The Samyang 85mm f/1.4 Versus the Sony 85mm f/1.4

Sony's 85mm f/1.4 is a fantastic lens... but you could save $1,100 if you buy the Samyang version

85mm lenses are believed by many to be the ultimate portrait lens. It's the right length to keep you a reasonable distance from your subject without producing too much distortion while producing ultra-sharp images with beautiful bokeh. In the video above and the post below, we will be comparing Sony's $1,800 85mm lens to Samyang's $700. 


The Sony 85mm f/1.4 has more features than the average lens. Its aperture can be controlled digitally via camera dial (like most modern lenses) or it can be controlled mechanically by the aperture ring on the lens. The aperture ring can be set to click every 1/3 stop or it can turn smoothly (a feature some specialized videographers will appreciate). The lens also has an autofocus lock as well as an autofocus/manual switch. The Samyang version has none of these features and only has a focus-by-wire focus ring on it.

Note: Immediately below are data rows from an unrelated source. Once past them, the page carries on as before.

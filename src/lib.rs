//! wordtable: load a text file, split it into words and deduplicate them in
//! an open-addressing hash table of borrowed byte views.
//!
//! Internal Design:
//!
//! Layers
//! - `fnv`: FNV-1a (32 and 64 bit) and XOR folding. Pure functions.
//! - `view::StrView<'a>`: a `&'a [u8]` window. It never owns or copies, and
//!   its lifetime ties it to whatever owns the bytes.
//! - `byte_buffer::ByteBuffer`: sole owner of the file contents; grows by
//!   doubling with fallible reallocation.
//! - `words::Words`: splits a byte slice on space, tab and newline.
//! - `word_table::WordTable<'a, V>`: fixed slot array, linear probing,
//!   FNV-1a 32 bucket index, explicit expansion.
//! - `ingest`: drives words into the table with value = word length.
//!
//! Ownership
//! - The buffer is filled completely before any view is taken. Views borrow
//!   it through `&self`, so it cannot grow or be dropped while the table
//!   holds keys into it. The compiler enforces buffer-outlives-table.
//!
//! Table invariants
//! - `len() <= capacity()`; every stored key is non-empty and unique.
//! - First insertion wins: a duplicate key leaves the stored value as is.
//! - `insert` never grows. `insert_growing` expands before placing a new key
//!   whenever `(len + 1) / capacity` would exceed the load factor.
//! - `expand` rehashes into `capacity * scale_factor` slots, neither dropping
//!   nor duplicating entries; the table never shrinks.
//! - No deletion, hence no tombstones: an empty slot ends every probe.
//!
//! Failure model
//! - Allocation of buffer growth, table slots or expansion is fallible and
//!   reported as `AllocError` naming the stage. The structure that asked for
//!   memory is left unchanged.
//! - Inserting an absent key into a full table panics; it is a caller bug.
//!
//! Single-threaded; nothing here synchronizes.

pub mod byte_buffer;
pub mod config;
pub mod error;
pub mod fnv;
pub mod ingest;
pub mod view;
pub mod word_table;
mod word_table_proptest;
pub mod words;

// Public surface
pub use byte_buffer::ByteBuffer;
pub use config::{BufferConfig, TableConfig};
pub use error::{AllocError, AllocStage, ConfigError, Error, Result};
pub use fnv::{fnv1a_32, fnv1a_64, xor_fold};
pub use ingest::{ingest, lookup_report, IngestStats};
pub use view::StrView;
pub use word_table::{InsertOutcome, WordTable};
pub use words::Words;
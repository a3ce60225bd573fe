use criterion::{black_box, criterion_group, criterion_main, BatchSize, Criterion};
use std::time::Duration;
use wordtable::{ingest, StrView, TableConfig, WordTable, Words};

fn lcg(mut s: u64) -> impl Iterator<Item = u64> {
    std::iter::from_fn(move || {
        s = s.wrapping_mul(6364136223846793005).wrapping_add(1);
        Some(s)
    })
}

fn key(n: u64) -> String {
    format!("k{:016x}", n)
}

fn bench_insert(c: &mut Criterion) {
    let keys: Vec<String> = lcg(1).take(10_000).map(key).collect();
    c.bench_function("word_table_insert_10k", |b| {
        b.iter_batched(
            || WordTable::with_config(TableConfig::default()).unwrap(),
            |mut t| {
                for (i, k) in keys.iter().enumerate() {
                    t.insert_growing(StrView::from(k.as_str()), i as i64).unwrap();
                }
                black_box(t.len())
            },
            BatchSize::SmallInput,
        )
    });
}

fn bench_get_hit(c: &mut Criterion) {
    let keys: Vec<String> = lcg(7).take(20_000).map(key).collect();
    let mut t = WordTable::new().unwrap();
    for (i, k) in keys.iter().enumerate() {
        t.insert_growing(StrView::from(k.as_str()), i as i64).unwrap();
    }
    let mut it = keys.iter().cycle();
    c.bench_function("word_table_get_hit", |b| {
        b.iter(|| {
            let k = it.next().unwrap();
            black_box(t.get(StrView::from(k.as_str())));
        })
    });
}

fn bench_get_miss(c: &mut Criterion) {
    let keys: Vec<String> = lcg(11).take(10_000).map(key).collect();
    let mut t = WordTable::new().unwrap();
    for (i, k) in keys.iter().enumerate() {
        t.insert_growing(StrView::from(k.as_str()), i as i64).unwrap();
    }
    let mut miss = lcg(0xdead_beef);
    c.bench_function("word_table_get_miss", |b| {
        b.iter(|| {
            // generate keys unlikely in the table
            let k = key(miss.next().unwrap());
            black_box(t.get(StrView::from(k.as_str())));
        })
    });
}

fn bench_ingest_text(c: &mut Criterion) {
    let text: String = lcg(3)
        .take(50_000)
        .map(|x| format!("w{} ", x % 5_000))
        .collect();
    c.bench_function("word_table_ingest_50k_words", |b| {
        b.iter(|| {
            let mut t = WordTable::new().unwrap();
            let stats = ingest(Words::new(text.as_bytes()), &mut t).unwrap();
            black_box((stats, t.len()))
        })
    });
}

fn bench_config() -> Criterion {
    Criterion::default()
        .sample_size(50)
        .measurement_time(Duration::from_secs(8))
        .warm_up_time(Duration::from_secs(2))
}

criterion_group! {
    name = benches;
    config = bench_config();
    targets = bench_insert, bench_get_hit, bench_get_miss, bench_ingest_text
}
criterion_main!(benches);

Although I can appreciate the extra features on the Sony version, I personally will never use any of them, so to me, they aren't of much value. 

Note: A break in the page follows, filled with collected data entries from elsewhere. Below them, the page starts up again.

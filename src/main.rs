use clap::Parser;
use std::path::PathBuf;
use std::process::ExitCode;
use tracing_subscriber::EnvFilter;
use wordtable::{
    ingest, lookup_report, BufferConfig, ByteBuffer, Result, StrView, TableConfig, WordTable,
};

/// Count and deduplicate the whitespace-separated words of a text file.
#[derive(Parser, Debug)]
#[command(name = "wordtable", version, about)]
struct Cli {
    /// Input text file
    #[arg(default_value = "share/shakespeare.txt")]
    path: PathBuf,

    /// Key to look up once the file is ingested
    #[arg(short, long, default_value = "the")]
    key: String,

    /// Initial number of table slots
    #[arg(long, default_value_t = wordtable::config::DEFAULT_TABLE_CAPACITY)]
    initial_capacity: usize,

    /// Maximum load factor before the table expands
    #[arg(long, default_value_t = wordtable::config::DEFAULT_LOAD_FACTOR)]
    load_factor: f64,

    /// Capacity multiplier applied on expansion
    #[arg(long, default_value_t = wordtable::config::DEFAULT_SCALE_FACTOR)]
    scale_factor: usize,

    /// Bytes reserved by the first buffer allocation
    #[arg(long, default_value_t = wordtable::config::DEFAULT_BUFFER_CAPACITY)]
    buffer_capacity: usize,

    /// Increase log verbosity (-v debug, -vv trace)
    #[arg(short, long, action = clap::ArgAction::Count)]
    verbose: u8,
}

fn init_logging(verbose: u8) {
    let level = match verbose {
        0 => tracing::Level::INFO,
        1 => tracing::Level::DEBUG,
        _ => tracing::Level::TRACE,
    };
    let filter = EnvFilter::from_default_env().add_directive(level.into());
    tracing_subscriber::fmt()
        .with_env_filter(filter)
        .with_target(false)
        .with_writer(std::io::stderr)
        .init();
}

fn run(cli: &Cli) -> Result<String> {
    let table_config = TableConfig {
        initial_capacity: cli.initial_capacity,
        load_factor: cli.load_factor,
        scale_factor: cli.scale_factor,
    };
    table_config.validate()?;
    let buffer_config = BufferConfig {
        initial_capacity: cli.buffer_capacity,
    };
    buffer_config.validate()?;

    let buffer = ByteBuffer::from_path(&cli.path, buffer_config)?;
    let mut table = WordTable::with_config(table_config)?;
    let stats = ingest(buffer.words(), &mut table)?;
    tracing::info!(
        duplicates = stats.duplicates,
        collisions = stats.collisions,
        load_factor = table.load_factor(),
        "table summary"
    );
    Ok(lookup_report(&table, StrView::from(cli.key.as_str())))
}

fn main() -> ExitCode {
    let cli = Cli::parse();
    init_logging(cli.verbose);

    match run(&cli) {
        Ok(report) => {
            println!("{report}");
            ExitCode::SUCCESS
        }
        Err(e) => {
            tracing::error!("{e}");
            ExitCode::FAILURE
        }
    }
}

While shooting wide open at f/1.4, both lenses suffered from some vignetting (darkening of the edges), but Sony's lens was clearly better. The Samyang lens had slightly darker edges at f/1.4, but looked very similar to the Sony once you stopped down to f/2 and beyond. 

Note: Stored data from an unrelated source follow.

//! ByteBuffer: growable owner of a file's bytes.
//!
//! Growth is explicit: when an append finds `len == capacity` the capacity is
//! doubled (or set to the configured default when empty) and the backing
//! storage is reallocated with `try_reserve_exact`, so running out of memory
//! surfaces as an `AllocError` instead of an abort. Views into the buffer are
//! only handed out through `&self`, so the borrow checker rules out a grow
//! while any view is alive.

use crate::config::BufferConfig;
use crate::error::{AllocError, AllocStage, Error, Result};
use crate::view::StrView;
use crate::words::Words;
use std::fs::File;
use std::io::{ErrorKind, Read};
use std::path::Path;

const READ_CHUNK: usize = 8 * 1024;

#[derive(Debug, Default)]
pub struct ByteBuffer {
    data: Vec<u8>,
    capacity: usize,
    config: BufferConfig,
}

impl ByteBuffer {
    pub fn new() -> Self {
        Self::with_config(BufferConfig::default())
    }

    /// Empty buffer; nothing is allocated until the first `push`.
    pub fn with_config(config: BufferConfig) -> Self {
        Self {
            data: Vec::new(),
            capacity: 0,
            config,
        }
    }

    /// Read the whole file at `path` into a fresh buffer.
    pub fn from_path(path: impl AsRef<Path>, config: BufferConfig) -> Result<Self> {
        let path = path.as_ref();
        let file = File::open(path).map_err(|source| Error::Io {
            path: path.to_path_buf(),
            source,
        })?;
        let mut buf = Self::with_config(config);
        let n = buf.extend_from_reader(file, path)?;
        tracing::debug!(path = %path.display(), bytes = n, capacity = buf.capacity(), "file loaded");
        Ok(buf)
    }

    #[inline]
    pub fn len(&self) -> usize {
        self.data.len()
    }

    #[inline]
    pub fn is_empty(&self) -> bool {
        self.data.is_empty()
    }

    /// Bytes currently allocated. Always 0 or a doubling of the default.
    #[inline]
    pub fn capacity(&self) -> usize {
        self.capacity
    }

    #[inline]
    pub fn as_bytes(&self) -> &[u8] {
        &self.data
    }

    /// View over `len` bytes starting at `start`, or `None` if out of range.
    pub fn view(&self, start: usize, len: usize) -> Option<StrView<'_>> {
        let end = start.checked_add(len)?;
        self.data.get(start..end).map(StrView::new)
    }

    /// Whitespace-delimited words of the buffer contents.
    pub fn words(&self) -> Words<'_> {
        Words::new(&self.data)
    }

    /// Append one byte, growing the storage first if it is full.
    pub fn push(&mut self, byte: u8) -> Result<(), AllocError> {
        if self.data.len() == self.capacity {
            self.grow()?;
        }
        self.data.push(byte);
        Ok(())
    }

    /// Append every byte `reader` yields until EOF. Returns the number of
    /// bytes appended. `origin` names the source in read errors.
    pub fn extend_from_reader<R: Read>(&mut self, mut reader: R, origin: &Path) -> Result<usize> {
        let mut chunk = [0u8; READ_CHUNK];
        let mut total = 0;
        loop {
            let n = match reader.read(&mut chunk) {
                Ok(0) => return Ok(total),
                Ok(n) => n,
                Err(e) if e.kind() == ErrorKind::Interrupted => continue,
                Err(source) => {
                    return Err(Error::Io {
                        path: origin.to_path_buf(),
                        source,
                    })
                }
            };
            for &b in &chunk[..n] {
                self.push(b)?;
            }
            total += n;
        }
    }

    fn grow(&mut self) -> Result<(), AllocError> {
        let requested = if self.capacity == 0 {
            self.config.initial_capacity.max(1)
        } else {
            self.capacity.checked_mul(2).ok_or(AllocError {
                stage: AllocStage::BufferGrow,
                requested: usize::MAX,
            })?
        };
        self.data
            .try_reserve_exact(requested - self.data.len())
            .map_err(|_| AllocError {
                stage: AllocStage::BufferGrow,
                requested,
            })?;
        tracing::trace!(from = self.capacity, to = requested, "buffer grown");
        self.capacity = requested;
        Ok(())
    }
}
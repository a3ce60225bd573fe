//! Byte-wise whitespace tokenizer.

use crate::view::StrView;

/// Delimiters: space, tab and newline. Classification is per byte.
#[inline]
pub fn is_delimiter(b: u8) -> bool {
    matches!(b, b' ' | b'\t' | b'\n')
}

/// Lazy iterator over the words of a byte slice.
///
/// Runs of delimiters yield nothing; a final word with no trailing delimiter
/// is still produced.
#[derive(Clone, Debug)]
pub struct Words<'a> {
    rest: &'a [u8],
}

impl<'a> Words<'a> {
    pub fn new(bytes: &'a [u8]) -> Self {
        Words { rest: bytes }
    }
}

impl<'a> Iterator for Words<'a> {
    type Item = StrView<'a>;

    fn next(&mut self) -> Option<StrView<'a>> {
        let start = self.rest.iter().position(|&b| !is_delimiter(b))?;
        let tail = &self.rest[start..];
        let len = tail.iter().position(|&b| is_delimiter(b)).unwrap_or(tail.len());
        let (word, rest) = tail.split_at(len);
        self.rest = rest;
        Some(StrView::new(word))
    }
}

impl core::iter::FusedIterator for Words<'_> {}
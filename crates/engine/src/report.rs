use crate::charinfo::CharacterInfo;
use crate::languages::Classification;
use crate::ranges::CodePointRange;
use serde::Serialize;
use std::collections::BTreeSet;
use std::path::PathBuf;

/// Everything derived from one scanned file.
#[derive(Debug, Clone, Serialize)]
pub struct ScanReport {
    pub path: PathBuf,
    /// Character count of the whole source, ASCII included.
    pub total_chars: usize,
    /// Sum of the per-character counts in `characters`.
    pub non_ascii_total: usize,
    /// Ordered by code point.
    pub characters: Vec<CharacterInfo>,
    pub languages: Classification,
    pub ranges: Vec<CodePointRange>,
    pub top: Vec<Frequency>,
    /// `None` for an empty source file.
    pub literal_chars: Option<BTreeSet<char>>,
    pub recommended: BTreeSet<char>,
    pub missing: BTreeSet<char>,
}

#[derive(Debug, Clone, Copy, PartialEq, Eq, Serialize)]
pub struct Frequency {
    pub character: char,
    pub count: usize,
}

impl ScanReport {
    #[must_use]
    pub fn is_empty(&self) -> bool {
        self.characters.is_empty()
    }

    #[must_use]
    pub fn unique_count(&self) -> usize {
        self.characters.len()
    }

    /// All found characters concatenated in code point order.
    #[must_use]
    pub fn char_list(&self) -> String {
        self.characters.iter().map(|info| info.character).collect()
    }

    #[must_use]
    pub fn char_set(&self) -> BTreeSet<char> {
        self.characters.iter().map(|info| info.character).collect()
    }
}

/// Concatenate a set in code point order.
#[must_use]
pub fn join_chars(chars: &BTreeSet<char>) -> String {
    chars.iter().collect()
}
//! Language-group classification of the characters found in a source.
//!
//! The reference sets overlap on purpose (ü is Spanish, German and French),
//! so a character can be reported under several groups.

use serde::Serialize;
use std::collections::BTreeSet;

#[derive(Debug, Clone, Copy, PartialEq, Eq)]
pub struct LanguageGroup {
    pub name: &'static str,
    pub chars: &'static str,
}

impl LanguageGroup {
    #[must_use]
    pub fn contains(&self, c: char) -> bool {
        self.chars.contains(c)
    }
}

/// Groups checked against the source, in report order.
pub const LANGUAGE_GROUPS: [LanguageGroup; 4] = [
    LanguageGroup {
        name: "Spanish",
        chars: "ñáéíóúüÑÁÉÍÓÚÜ¿¡",
    },
    LanguageGroup {
        name: "German",
        chars: "äöüßÄÖÜ",
    },
    LanguageGroup {
        name: "French",
        chars: "àâäçéèêëïîôùûüÿæœÀÂÄÇÉÈÊËÏÎÔÙÛÜŸÆŒ",
    },
    LanguageGroup {
        name: "Scandinavian",
        chars: "åæøÅÆØ",
    },
];

#[derive(Debug, Clone, PartialEq, Eq, Serialize)]
pub struct GroupMatch {
    pub name: &'static str,
    pub chars: BTreeSet<char>,
}

#[derive(Debug, Clone, Default, PartialEq, Eq, Serialize)]
pub struct Classification {
    /// Non-empty matches only, in [`LANGUAGE_GROUPS`] order.
    pub groups: Vec<GroupMatch>,
    /// Characters outside every group.
    pub other: BTreeSet<char>,
}

#[must_use]
pub fn classify(chars: &BTreeSet<char>) -> Classification {
    let groups: Vec<GroupMatch> = LANGUAGE_GROUPS
        .iter()
        .map(|group| GroupMatch {
            name: group.name,
            chars: chars.iter().copied().filter(|&c| group.contains(c)).collect(),
        })
        .filter(|m| !m.chars.is_empty())
        .collect();

    let other = chars
        .iter()
        .copied()
        .filter(|&c| !LANGUAGE_GROUPS.iter().any(|g| g.contains(c)))
        .collect();

    let result = Classification { groups, other };
    log::debug!(
        "classified into {} language groups, {} other",
        result.groups.len(),
        result.other.len()
    );
    result
}

#[cfg(test)]
mod tests {
    use super::*;
    use proptest::prelude::*;

    fn set(s: &str) -> BTreeSet<char> {
        s.chars().collect()
    }

    fn covered(c: &Classification) -> BTreeSet<char> {
        c.groups
            .iter()
            .flat_map(|g| g.chars.iter().copied())
            .chain(c.other.iter().copied())
            .collect()
    }

    fn group<'a>(c: &'a Classification, name: &str) -> Option<&'a GroupMatch> {
        c.groups.iter().find(|g| g.name == name)
    }

    #[test]
    fn cafe_example_is_spanish_and_french() {
        let result = classify(&set("éñ"));
        assert_eq!(group(&result, "Spanish").unwrap().chars, set("éñ"));
        assert_eq!(group(&result, "French").unwrap().chars, set("é"));
        assert!(group(&result, "German").is_none());
        assert!(result.other.is_empty());
    }

    #[test]
    fn overlapping_char_fans_out() {
        let result = classify(&set("ü"));
        let names: Vec<_> = result.groups.iter().map(|g| g.name).collect();
        assert_eq!(names, vec!["Spanish", "German", "French"]);
    }

    #[test]
    fn unknown_chars_go_to_other() {
        let result = classify(&set("°→ł"));
        assert!(result.groups.is_empty());
        assert_eq!(result.other, set("°→ł"));
    }

    #[test]
    fn groups_keep_priority_order() {
        let result = classify(&set("øß¿"));
        let names: Vec<_> = result.groups.iter().map(|g| g.name).collect();
        assert_eq!(names, vec!["Spanish", "German", "Scandinavian"]);
    }

    proptest! {
        #[test]
        fn union_of_groups_equals_input(
            chars in prop::collection::btree_set(prop::char::range('\u{80}', '\u{24F}'), 0..40)
        ) {
            prop_assert_eq!(covered(&classify(&chars)), chars);
        }
    }
}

Both images looked almost identical throughout their f-stop range in the center of the frame, but on the edges, the Sony was slightly sharper, especially wide open. 


The Sony produced a cooler image than the Samyang, but after a slight white balance shift, the colors looked identical from both lenses. 


When shooting directly into the sun, the Sony lens was able to capture a much more accurate, contrasty image with a small lens flare. The image taken with the Samyang lens had a larger flare that produced a more washed out image. In normal shooting environments, the image quality out of both lenses looked very similar, but if your subject is extremely backlit, the Sony will perform better. 

Autofocus Noise

I wouldn't have normally even done this test, but I read online that some people found that the Samyang had loud autofocusing. I found the opposite to be true. The Samyang sounded very similar to other lenses that I own, while the Sony had the strangest autofocusing noise I've ever heard in any lens. Not only was it strange, but the Sony's autofocus was significantly louder as well. 

Autofocus Speed

Although I felt like the Samyang lens might have been slightly faster, it was too close to tell for sure. Both lenses were able to autofocus extremely quickly and with 100% accuracy in bright daylight. 

Continuous Autofocus Speed

Although it was hard for me to tell on location, it's pretty easy to see in the video above that Sony's lens did perform better in our extreme continuous AF test. If you happen to be shooting video of people walking towards your camera (for example, at a wedding), it could be worth buying the Sony for this extra performance alone, but if you are a wedding videographer, you probably aren't going to be shooting with an 85mm lens. For standard filming, the Samyang lens was able to hold focus on a shifting subject just as well as the Sony, but under extreme conditions, the Sony was better. 


The Sony 85mm f/1.4 is a better lens in almost every way, but only by a small margin. If it cost a few hundred dollars more than the Samyang, the Sony would be an easy choice, but it doesn't. The Sony 85mm f/1.4 costs $1,100 more than the Samyang, and that price is hard to justify.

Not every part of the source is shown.